FIG 1.

Predicted biosynthetic pathways of β-(1→2)-glucopyranose, β-(1→6)-glucopyranose, and β-(1→6)-galactofuranose polysaccharides in mycoplasma species of the M. mycoides cluster and M. agalactiae. Glucose uptake and activation into glucose-6-phosphate are mediated by the phosphotransferase system (PTS)-glucose permease or by a two-step process that includes nonspecific permeases (dashed arrow) and a glucokinase (Glk) for phosphorylation. The glucose-6-phosphate is then isomerized by a phosphoglucomutase (Pgm) into glucose-1-phosphate, which in turn is transformed in UDP-glucose by a glucose-1-phosphate uridylyltransferase (GalU).

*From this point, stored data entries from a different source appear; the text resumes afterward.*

//! `check`: report running state, health and optionally logs.

use super::execute;
use crate::{
    CommandDescriptor, CommandKind, CommandOptions, CommandResults, HandlerInput, PlatformSet,
    Result, ResultStatus, Service, ServiceDeployment,
};

/// Descriptor for `check`
///
/// A service that is not running or unhealthy is still a successful check;
/// the status and a warning carry the finding.
#[derive(Debug, Clone, Copy, Default)]
pub struct Check;

impl CommandDescriptor for Check {
    fn kind(&self) -> CommandKind {
        CommandKind::Check
    }

    fn build_input(&self, _service: &Service, options: &CommandOptions) -> HandlerInput {
        HandlerInput::Check {
            include_logs: options.extras.include_logs,
            tail: options.extras.tail,
        }
    }

    fn success_status(&self) -> ResultStatus {
        ResultStatus::Running
    }

    fn continue_on_error(&self) -> bool {
        true
    }

    fn supports_all(&self) -> bool {
        true
    }

    fn requires_discovery(&self) -> bool {
        true
    }

    fn requires_credential_preflight(&self) -> bool {
        true
    }
}

/// Check services
pub async fn check(
    platforms: &PlatformSet,
    deployments: Vec<ServiceDeployment>,
    options: &CommandOptions,
) -> Result<CommandResults> {
    execute(&Check, platforms, deployments, options).await
}
//! `start`: bring services up in dependency order.

use super::execute;
use crate::{
    CommandDescriptor, CommandKind, CommandOptions, CommandResults, HandlerInput, HandlerOutput,
    PlatformSet, Result, ResultDetails, ResultStatus, Service, ServiceDeployment,
};
use chrono::Utc;

/// Descriptor for `start`
#[derive(Debug, Clone, Copy, Default)]
pub struct Start;

impl CommandDescriptor for Start {
    fn kind(&self) -> CommandKind {
        CommandKind::Start
    }

    fn build_input(&self, _service: &Service, _options: &CommandOptions) -> HandlerInput {
        HandlerInput::Start
    }

    fn success_status(&self) -> ResultStatus {
        ResultStatus::Started
    }

    fn continue_on_error(&self) -> bool {
        true
    }

    fn supports_all(&self) -> bool {
        true
    }

    fn default_details(&self, output: &HandlerOutput) -> Option<ResultDetails> {
        if output.status.is_some_and(|s| s.is_noop()) {
            return None;
        }
        Some(ResultDetails::Start {
            started_at: Utc::now(),
            endpoint: output.resources.as_ref().and_then(|r| r.endpoint.clone()),
        })
    }
}

/// Start services
pub async fn start(
    platforms: &PlatformSet,
    deployments: Vec<ServiceDeployment>,
    options: &CommandOptions,
) -> Result<CommandResults> {
    execute(&Start, platforms, deployments, options).await
}
//! Local containers through the docker or podman CLI
//!
//! Containers are named after the resource name and labelled with the
//! service and environment, so an existing container is adopted instead of
//! started twice.

use super::{
    CredentialStatus, LivenessProbe, LogCollector, LogOptions, PlatformStrategy,
    ServiceStateSnapshot,
};
use crate::process::{self, CommandLine, ProcessOutput};
use crate::registry::bind;
use crate::{
    CommandKind, ContainerSettings, ContextExtensions, HandlerContext, HandlerInput,
    HandlerOutput, HandlerRegistryBuilder, HealthStatus, LogEntry, PlatformKind, ResourceRef,
    Result, ResultDetails, ResultStatus, Service, ServiceType,
};
use async_trait::async_trait;
use chrono::{DateTime, Utc};
use serde_json::Value;
use std::sync::Arc;
use std::time::Duration;
use tracing::{debug, info, warn};

/// Runtime used when neither the strategy nor the service names one
pub const DEFAULT_RUNTIME: &str = "docker";

const INSPECT_FORMAT: &str =
    "{{.Id}}|{{.State.Status}}|{{if .State.Health}}{{.State.Health.Status}}{{end}}|{{.Image}}";
const SERVICE_LABEL: &str = "stackctl.service";
const ENVIRONMENT_LABEL: &str = "stackctl.environment";

/// State of an existing container
#[derive(Debug, Clone, PartialEq, Eq)]
pub struct ContainerInfo {
    /// Full container id
    pub id: String,
    /// Runtime state, e.g. `running` or `exited`
    pub state: String,
    /// Health-check state when the image defines one
    pub health: Option<String>,
    /// Image id
    pub image: String,
}
async fn lambda_update(cli: Arc<AwsCli>, context: HandlerContext) -> Result<HandlerOutput> {
    let settings = context.service.config.settings.aws()?;
    let names = cli.names(&context, &settings);
    let Some(repository) = &settings.repository else {
        return Ok(HandlerOutput::failed(format!(
            "no image repository configured for lambda '{}'",
            names.function
        )));
    };
    let image = format!("{}:latest", repository);
    let response = AwsCli::call(
        &settings,
        ["lambda", "update-function-code", "--function-name", &names.function, "--image-uri", &image],
        context.timeout(),
    )
    .await?;
    Ok(HandlerOutput::ok().details(ResultDetails::Update {
        previous_version: None,
        new_version: response
            .get("CodeSha256")
            .and_then(Value::as_str)
            .map(str::to_string),
        strategy: "replace".to_string(),
    }))
}

async fn stack_deploy(cli: Arc<AwsCli>, context: HandlerContext) -> Result<HandlerOutput> {
    let settings = context.service.config.settings.aws()?;
    let names = cli.names(&context, &settings);
    let Some(template) = &settings.template else {
        return Ok(HandlerOutput::failed(format!(
            "no CloudFormation template configured for '{}'",
            context.name()
        )));
    };
    info!("Deploying stack {} from {}", names.resource, template);
    AwsCli::call(
        &settings,
        [
            "cloudformation",
            "deploy",
            "--stack-name",
            &names.resource,
            "--template-file",
            template,
            "--capabilities",
            "CAPABILITY_NAMED_IAM",
            "--no-fail-on-empty-changeset",
        ],
        context.timeout(),
    )
    .await?;
    Ok(HandlerOutput::ok()
        .resources(resources(&context, Some(names.resource.clone()), None))
        .details(ResultDetails::Provision {
            created: vec![format!("stack/{}", names.resource)],
        }))
}

async fn static_publish(_cli: Arc<AwsCli>, context: HandlerContext) -> Result<HandlerOutput> {
    let settings = context.service.config.settings.aws()?;
    let (Some(bucket), Some(dist_dir)) = (&settings.bucket, &settings.dist_dir) else {
        return Ok(HandlerOutput::failed(format!(
            "static site '{}' needs both `bucket` and `dist_dir`",
            context.name()
        )));
    };
    let target = format!("s3://{}", bucket);
    AwsCli::call(&settings, ["s3", "sync", dist_dir, &target, "--delete"], context.timeout()).await?;

    let mut output = HandlerOutput::ok();
    match &settings.distribution_id {
        Some(distribution) => {
            AwsCli::call(
                &settings,
                ["cloudfront", "create-invalidation", "--distribution-id", distribution, "--paths", "/*"],
                context.timeout(),
            )
            .await?;
        }
        None => output = output.warning("no distribution_id; CloudFront cache not invalidated"),
    }

    Ok(output.details(static_details(&context.input, target)))
}
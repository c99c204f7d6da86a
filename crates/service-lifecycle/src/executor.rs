//! Multi-service command executor
//!
//! Drives one verb across an ordered list of deployments. Each service moves
//! through `pending → context-built → dispatched → succeeded | failed`;
//! anything that goes wrong on the way, including a panicking handler, ends
//! in `failed` for that service only. Whether the run goes on after a
//! failure is decided by `force` and the descriptor's `continue_on_error`.

use crate::preflight::{self, PreflightReport};
use crate::{
    CommandDescriptor, CommandOptions, CommandResults, Error, ExecutionContext,
    FORCE_CONTINUATION_KEY, HandlerContext, INTENDED_EFFECT_KEY, PlatformSet, ResourceRef,
    Result, ResultStatus, ServiceDeployment, ServiceResult,
};
use chrono::Utc;
use futures::FutureExt;
use std::any::Any;
use std::fmt;
use std::panic::AssertUnwindSafe;
use std::time::Instant;
use tracing::{debug, info, warn};

/// Where one service is in its execution
#[derive(Debug, Clone, Copy, PartialEq, Eq)]
pub enum ServiceState {
    /// Not yet attempted
    Pending,
    /// Strategy resolved and handler context built
    ContextBuilt,
    /// Handler invoked
    Dispatched,
    /// Finished with `success == true`
    Succeeded,
    /// Finished with `success == false`
    Failed,
}

impl fmt::Display for ServiceState {
    fn fmt(&self, f: &mut fmt::Formatter<'_>) -> fmt::Result {
        let name = match self {
            ServiceState::Pending => "pending",
            ServiceState::ContextBuilt => "context-built",
            ServiceState::Dispatched => "dispatched",
            ServiceState::Succeeded => "succeeded",
            ServiceState::Failed => "failed",
        };
        f.write_str(name)
    }
}

/// Tracks one service's state transitions
struct ServiceRun<'a> {
    name: &'a str,
    state: ServiceState,
}

impl<'a> ServiceRun<'a> {
    fn new(name: &'a str) -> Self {
        Self {
            name,
            state: ServiceState::Pending,
        }
    }

    fn advance(&mut self, next: ServiceState) {
        debug!("{}: {} -> {}", self.name, self.state, next);
        self.state = next;
    }

    fn finish(&mut self, result: &ServiceResult) {
        self.advance(if result.success {
            ServiceState::Succeeded
        } else {
            ServiceState::Failed
        });
    }
}

/// Runs one verb over many services
pub struct MultiServiceExecutor<'a> {
    platforms: &'a PlatformSet,
    descriptor: &'a dyn CommandDescriptor,
}

impl<'a> MultiServiceExecutor<'a> {
    /// Create an executor for a verb
    pub fn new(platforms: &'a PlatformSet, descriptor: &'a dyn CommandDescriptor) -> Self {
        Self {
            platforms,
            descriptor,
        }
    }

    /// Execute the verb over `deployments` in the given order
    ///
    /// Only configuration errors are returned as `Err`; every per-service
    /// problem becomes a failed [`ServiceResult`].
    pub async fn execute(
        &self,
        deployments: Vec<ServiceDeployment>,
        options: &CommandOptions,
    ) -> Result<CommandResults> {
        let kind = self.descriptor.kind();
        let started = Instant::now();
        let timestamp = Utc::now();

        if options.selection.is_all() && !self.descriptor.supports_all() {
            return Err(Error::config(format!(
                "'{}' needs explicit service names",
                kind
            )));
        }

        info!(
            "Running {} on {} service(s) in '{}'{}",
            kind,
            deployments.len(),
            options.environment,
            if options.dry_run { " (dry run)" } else { "" }
        );

        let preflight = if !options.dry_run && self.descriptor.requires_credential_preflight() {
            preflight::validate(self.platforms, &deployments, &options.environment).await
        } else {
            PreflightReport::default()
        };

        let mut results = Vec::with_capacity(deployments.len());
        let mut failure_seen = false;

        for deployment in &deployments {
            let mut run = ServiceRun::new(deployment.name());

            let mut result = if options.dry_run {
                self.simulate(deployment, options)
            } else if let Some(status) = preflight.rejection(deployment.platform) {
                preflight::credential_failure(deployment, status)
            } else {
                self.run_one(deployment, options, &mut run).await
            };
            run.finish(&result);

            if options.force && failure_seen {
                result = result.with_metadata(FORCE_CONTINUATION_KEY, true);
            }

            let halts = !result.success && !self.descriptor.continue_on_error();
            if !result.success {
                failure_seen = true;
                warn!(
                    "{} failed for '{}': {}",
                    kind,
                    deployment.name(),
                    result.error.as_deref().unwrap_or("unknown error")
                );
                if options.force && result.status == ResultStatus::Failed {
                    result.status = ResultStatus::ForceContinued;
                }
            }

            results.push(result);
            if halts && !options.force {
                info!(
                    "Halting {} after '{}' failed; {} service(s) not attempted",
                    kind,
                    deployment.name(),
                    deployments.len() - results.len()
                );
                break;
            }
        }

        let results = CommandResults::new(
            kind,
            options.environment.clone(),
            timestamp,
            started.elapsed(),
            results,
            ExecutionContext::current(options.dry_run),
        );
        let summary = results.summary();
        info!(
            "{} finished: {} succeeded, {} failed",
            kind, summary.succeeded, summary.failed
        );
        Ok(results)
    }

    fn simulate(&self, deployment: &ServiceDeployment, options: &CommandOptions) -> ServiceResult {
        let effect = self.descriptor.describe_effect(deployment, options);
        debug!("dry run: {}", effect);
        ServiceResult::success(deployment.name(), deployment.platform, ResultStatus::DryRun)
            .with_metadata(INTENDED_EFFECT_KEY, effect)
    }

    async fn run_one(
        &self,
        deployment: &ServiceDeployment,
        options: &CommandOptions,
        run: &mut ServiceRun<'_>,
    ) -> ServiceResult {
        let dispatched = AssertUnwindSafe(self.dispatch(deployment, options, run))
            .catch_unwind()
            .await;
        match dispatched {
            Ok(Ok(result)) => result,
            Ok(Err(e)) => ServiceResult::failure(deployment.name(), deployment.platform, e.to_string()),
            Err(panic) => ServiceResult::failure(
                deployment.name(),
                deployment.platform,
                format!("handler panicked: {}", panic_message(panic.as_ref())),
            ),
        }
    }

    async fn dispatch(
        &self,
        deployment: &ServiceDeployment,
        options: &CommandOptions,
        run: &mut ServiceRun<'_>,
    ) -> Result<ServiceResult> {
        let kind = self.descriptor.kind();
        let service = &deployment.service;
        let strategy = self.platforms.strategy(deployment.platform)?;
        let service_type = strategy.determine_service_type(service);
        let extensions = strategy
            .build_context_extensions(service, self.descriptor.requires_discovery())
            .await;
        let resource_name = extensions.resource_name.clone();

        let context = HandlerContext {
            command: kind,
            service: service.clone(),
            platform: deployment.platform,
            service_type,
            requirements: service.requirements(),
            options: options.clone(),
            input: self.descriptor.build_input(service, options),
            extensions,
        };
        run.advance(ServiceState::ContextBuilt);

        let handler = self
            .platforms
            .registry()
            .lookup(kind, deployment.platform, service_type)?;
        run.advance(ServiceState::Dispatched);

        let output = handler.handle(context).await?;
        let mut result = self.descriptor.build_result(deployment, output);
        if result.resources.is_none() {
            result.resources = Some(ResourceRef {
                resource_name: Some(resource_name),
                ..Default::default()
            });
        }
        Ok(result)
    }
}

fn panic_message(panic: &(dyn Any + Send)) -> String {
    if let Some(message) = panic.downcast_ref::<&str>() {
        message.to_string()
    } else if let Some(message) = panic.downcast_ref::<String>() {
        message.clone()
    } else {
        "unknown panic".to_string()
    }
}

#[cfg(test)]
mod tests {
    use super::*;

    #[test]
    fn test_panic_message_extraction() {
        let boxed: Box<dyn Any + Send> = Box::new("static message");
        assert_eq!(panic_message(boxed.as_ref()), "static message");
        let boxed: Box<dyn Any + Send> = Box::new(String::from("owned message"));
        assert_eq!(panic_message(boxed.as_ref()), "owned message");
        let boxed: Box<dyn Any + Send> = Box::new(42u8);
        assert_eq!(panic_message(boxed.as_ref()), "unknown panic");
    }

    #[test]
    fn test_state_names() {
        assert_eq!(ServiceState::ContextBuilt.to_string(), "context-built");
        assert_eq!(ServiceState::Failed.to_string(), "failed");
    }
}
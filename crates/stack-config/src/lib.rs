//! # Stack Configuration
//!
//! Parses `stack.yaml` files and resolves an environment into the ordered
//! [`ServiceDeployment`](service_lifecycle::ServiceDeployment)s the lifecycle
//! engine runs over.
//!
//! ```yaml
//! version: "1.0"
//! project: acme
//! environments:
//!   staging:
//!     platform: container
//!     services:
//!       database: { type: database, image: "postgres:16", port: 5432 }
//! ```

#![warn(missing_docs)]

use indexmap::IndexMap;
use serde::{Deserialize, Serialize};
use serde_json::{Map, Value};
use thiserror::Error;

pub mod parser;
pub mod resolver;

pub use parser::{parse_file, parse_str};
pub use resolver::{EnvironmentResolver, ResolutionContext, dependency_order};

/// Supported configuration version
pub const CONFIG_VERSION: &str = "1.0";

/// Configuration error types
#[derive(Debug, Error)]
pub enum ConfigError {
    /// Failed to read configuration file
    #[error("failed to read config file: {0}")]
    ReadError(#[from] std::io::Error),

    /// Failed to parse YAML
    #[error("failed to parse YAML: {0}")]
    YamlError(#[from] serde_yaml::Error),

    /// Invalid configuration
    #[error("invalid configuration: {0}")]
    ValidationError(String),

    /// Variables referenced without a value or default
    #[error("environment variable not found: {0}")]
    EnvVarNotFound(String),

    /// The requested environment is not defined
    #[error("unknown environment: {0}")]
    UnknownEnvironment(String),

    /// A service refers to a service that is not defined
    #[error("service '{service}' not found in environment '{environment}'")]
    ServiceNotFound {
        /// Missing service
        service: String,
        /// Environment searched
        environment: String,
    },

    /// Services depend on each other in a loop
    #[error("dependency cycle in environment '{environment}' between: {}", .services.join(", "))]
    DependencyCycle {
        /// Environment with the cycle
        environment: String,
        /// Services that could not be ordered
        services: Vec<String>,
    },

    /// Service settings rejected by the lifecycle engine
    #[error(transparent)]
    Lifecycle(#[from] service_lifecycle::Error),
}

/// Result type for configuration operations
pub type Result<T> = std::result::Result<T, ConfigError>;

impl From<ConfigError> for service_lifecycle::Error {
    fn from(err: ConfigError) -> Self {
        match err {
            ConfigError::UnknownEnvironment(name) => service_lifecycle::Error::UnknownEnvironment(name),
            ConfigError::ServiceNotFound {
                service,
                environment,
            } => service_lifecycle::Error::UnknownService {
                service,
                environment,
            },
            ConfigError::Lifecycle(inner) => inner,
            other => service_lifecycle::Error::config(other.to_string()),
        }
    }
}

/// Root of a `stack.yaml` file
#[derive(Debug, Clone, PartialEq, Serialize, Deserialize)]
pub struct StackConfig {
    /// Configuration version, must be `1.0`
    pub version: String,

    /// Project name, the prefix of every resource name
    pub project: String,

    /// Keys shallow-merged under every service
    #[serde(default, skip_serializing_if = "Map::is_empty")]
    pub defaults: Map<String, Value>,

    /// Environments in declaration order
    pub environments: IndexMap<String, EnvironmentConfig>,
}

/// One environment
#[derive(Debug, Clone, PartialEq, Serialize, Deserialize)]
pub struct EnvironmentConfig {
    /// Default platform for services that do not name one
    #[serde(skip_serializing_if = "Option::is_none")]
    pub platform: Option<String>,

    /// Environment-wide settings keyed by platform name
    #[serde(default, skip_serializing_if = "IndexMap::is_empty")]
    pub settings: IndexMap<String, Map<String, Value>>,

    /// Services in declaration order
    #[serde(default)]
    pub services: IndexMap<String, Map<String, Value>>,
}

impl StackConfig {
    /// Look up an environment
    pub fn environment(&self, name: &str) -> Result<&EnvironmentConfig> {
        self.environments
            .get(name)
            .ok_or_else(|| ConfigError::UnknownEnvironment(name.to_string()))
    }

    /// Environment names in declaration order
    pub fn environment_names(&self) -> Vec<String> {
        self.environments.keys().cloned().collect()
    }
}

impl EnvironmentConfig {
    /// Declared dependencies of a service
    pub fn dependencies(&self, service: &str) -> Vec<String> {
        self.services
            .get(service)
            .and_then(|map| map.get("dependencies"))
            .and_then(Value::as_array)
            .map(|deps| {
                deps.iter()
                    .filter_map(Value::as_str)
                    .map(str::to_string)
                    .collect()
            })
            .unwrap_or_default()
    }

    /// Platform name a service is assigned to
    pub fn platform_of(&self, service: &str) -> Option<&str> {
        self.services
            .get(service)
            .and_then(|map| map.get("platform"))
            .and_then(Value::as_str)
            .or(self.platform.as_deref())
    }
}

#[cfg(test)]
mod tests {
    use super::*;

    #[test]
    fn test_config_errors_map_to_lifecycle_errors() {
        let err: service_lifecycle::Error = ConfigError::UnknownEnvironment("prod".into()).into();
        assert!(matches!(err, service_lifecycle::Error::UnknownEnvironment(_)));

        let err: service_lifecycle::Error = ConfigError::ServiceNotFound {
            service: "cache".into(),
            environment: "staging".into(),
        }
        .into();
        assert!(matches!(err, service_lifecycle::Error::UnknownService { .. }));

        let err: service_lifecycle::Error = ConfigError::DependencyCycle {
            environment: "staging".into(),
            services: vec!["a".into(), "b".into()],
        }
        .into();
        assert!(err.is_configuration());
        assert!(err.to_string().contains("a, b"));
    }
}
//! `restart`: stop then start each service in place.

use super::execute;
use crate::{
    CommandDescriptor, CommandKind, CommandOptions, CommandResults, HandlerInput, HandlerOutput,
    PlatformSet, Result, ResultDetails, ResultStatus, Service, ServiceDeployment,
};
use chrono::Utc;

/// Descriptor for `restart`
#[derive(Debug, Clone, Copy, Default)]
pub struct Restart;

impl CommandDescriptor for Restart {
    fn kind(&self) -> CommandKind {
        CommandKind::Restart
    }

    fn build_input(&self, _service: &Service, options: &CommandOptions) -> HandlerInput {
        HandlerInput::Restart {
            grace_period: options.grace_period(),
        }
    }

    fn success_status(&self) -> ResultStatus {
        ResultStatus::Restarted
    }

    fn continue_on_error(&self) -> bool {
        false
    }

    fn supports_all(&self) -> bool {
        true
    }

    fn default_details(&self, _output: &HandlerOutput) -> Option<ResultDetails> {
        let now = Utc::now();
        Some(ResultDetails::Restart {
            stopped_at: Some(now),
            started_at: Some(now),
        })
    }
}

/// Restart services
pub async fn restart(
    platforms: &PlatformSet,
    deployments: Vec<ServiceDeployment>,
    options: &CommandOptions,
) -> Result<CommandResults> {
    execute(&Restart, platforms, deployments, options).await
}
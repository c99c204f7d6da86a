//! Log subscriber setup
//!
//! Logs go to stderr so stdout stays clean for rendered results. `RUST_LOG`
//! overrides the level picked from `-v` / `-q`.

use crate::GlobalArgs;
use anyhow::{Context, Result};
use std::path::Path;
use tracing_appender::non_blocking::WorkerGuard;
use tracing_subscriber::layer::SubscriberExt;
use tracing_subscriber::util::SubscriberInitExt;
use tracing_subscriber::{EnvFilter, fmt};

fn default_level(global: &GlobalArgs) -> &'static str {
    if global.verbose {
        "debug"
    } else if global.quiet {
        "warn"
    } else {
        "info"
    }
}

/// Install the global subscriber
///
/// The returned guard flushes the log file on drop and must live until exit.
pub fn init(global: &GlobalArgs) -> Result<Option<WorkerGuard>> {
    let filter =
        EnvFilter::try_from_default_env().unwrap_or_else(|_| EnvFilter::new(default_level(global)));

    let stderr = fmt::layer().with_target(false).with_writer(std::io::stderr);

    let (file, guard) = match &global.log_file {
        Some(path) => {
            let (writer, guard) = file_writer(path)?;
            let layer = fmt::layer().with_writer(writer).with_ansi(false);
            (Some(layer), Some(guard))
        }
        None => (None, None),
    };

    tracing_subscriber::registry()
        .with(filter)
        .with(stderr)
        .with(file)
        .try_init()
        .context("Failed to install log subscriber")?;

    Ok(guard)
}

fn file_writer(path: &Path) -> Result<(tracing_appender::non_blocking::NonBlocking, WorkerGuard)> {
    let name = path
        .file_name()
        .with_context(|| format!("Log file path has no file name: {}", path.display()))?;
    let dir = match path.parent() {
        Some(parent) if !parent.as_os_str().is_empty() => parent,
        _ => Path::new("."),
    };
    std::fs::create_dir_all(dir)
        .with_context(|| format!("Failed to create log directory {}", dir.display()))?;

    let appender = tracing_appender::rolling::never(dir, name);
    Ok(tracing_appender::non_blocking(appender))
}
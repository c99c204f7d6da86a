//! Subcommand implementations

use crate::{GlobalArgs, output};
use anyhow::{Context, Result};
use service_lifecycle::platform::posix::default_state_dir;
use service_lifecycle::{
    CommandExtras, CommandKind, CommandOptions, CommandResults, DeploymentResolver, PlatformSet,
    ServiceDeployment, ServiceSelection, commands,
};
use stack_config::EnvironmentResolver;
use std::process::ExitCode;
use std::time::Duration;
use tracing::debug;

pub mod validate;
pub mod watch;

/// Verb-specific arguments collected from the command line
#[derive(Debug, Default)]
pub struct VerbArgs {
    pub services: Vec<String>,
    pub force: bool,
    pub grace_period: Option<u64>,
    pub extras: CommandExtras,
}

impl VerbArgs {
    pub fn new(services: Vec<String>) -> Self {
        Self {
            services,
            ..Default::default()
        }
    }

    pub fn force(mut self, force: bool) -> Self {
        self.force = force;
        self
    }

    pub fn grace_period(mut self, secs: Option<u64>) -> Self {
        self.grace_period = secs;
        self
    }
}

/// Loaded configuration plus the platforms it runs on
pub struct Session {
    pub resolver: EnvironmentResolver,
    pub platforms: PlatformSet,
    pub environment: String,
}

impl Session {
    pub fn open(global: &GlobalArgs) -> Result<Self> {
        let environment = global
            .environment
            .clone()
            .context("No environment given; pass --env or set STACKCTL_ENV")?;
        let resolver = EnvironmentResolver::from_file(&global.config).with_context(|| {
            format!("Failed to load configuration from {}", global.config.display())
        })?;
        let state_dir = global.state_dir.clone().unwrap_or_else(default_state_dir);
        debug!("Local process state in {}", state_dir.display());
        let platforms = PlatformSet::with_defaults(resolver.project(), state_dir);

        Ok(Self {
            resolver,
            platforms,
            environment,
        })
    }

    pub fn deployments(&self, selection: &ServiceSelection) -> Result<Vec<ServiceDeployment>> {
        self.resolver
            .resolve(&self.environment, selection)
            .with_context(|| format!("Failed to resolve services in '{}'", self.environment))
    }

    pub fn options(&self, global: &GlobalArgs, args: VerbArgs) -> CommandOptions {
        let mut options = CommandOptions::new(self.environment.clone())
            .with_dry_run(global.dry_run)
            .with_force(args.force)
            .with_selection(ServiceSelection::from_names(args.services));
        options.output = global.output.into();
        options.verbose = global.verbose;
        options.quiet = global.quiet;
        options.grace_period = args.grace_period.map(Duration::from_secs);
        options.timeout = global.timeout.map(Duration::from_secs);
        options.extras = args.extras;
        options
    }
}

/// Print results and map them to the process exit status
pub fn report(results: &CommandResults, options: &CommandOptions) -> Result<ExitCode> {
    let rendered = output::render(results, options.output, options.quiet)?;
    if rendered.ends_with('\n') {
        print!("{}", rendered);
    } else {
        println!("{}", rendered);
    }
    Ok(if results.is_success() {
        ExitCode::SUCCESS
    } else {
        ExitCode::from(1)
    })
}

/// Run one verb over the selected services
pub async fn run_verb(kind: CommandKind, global: &GlobalArgs, args: VerbArgs) -> Result<ExitCode> {
    let session = Session::open(global)?;
    let options = session.options(global, args);
    let deployments = session.deployments(&options.selection)?;

    let results = commands::run(kind, &session.platforms, deployments, &options)
        .await
        .with_context(|| format!("Failed to run {}", kind))?;
    report(&results, &options)
}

The UDP-glucose is used either directly by a glycosyltransferase with synthase activity (Gsm; glycan synthase of mollicutes) to build and export a β-(1→2)-glucopyranose or a β-(1→6)-glucopyranose polymer [common name, β-(1→2)-glucan or β-(1→6)-glucan, respectively] or further transformed into UDP-galactofuranose by the successive action of an UDP-glucose 4-epimerase (GalE) and an UDP-galactofuranose mutase (Glf). The last-named UDP-sugar monomer is then used by another specific synthase and polymerized into galactan, the common name for the β-(1→6)-galactofuranose polymer. Each enzyme is also designated by its EC number.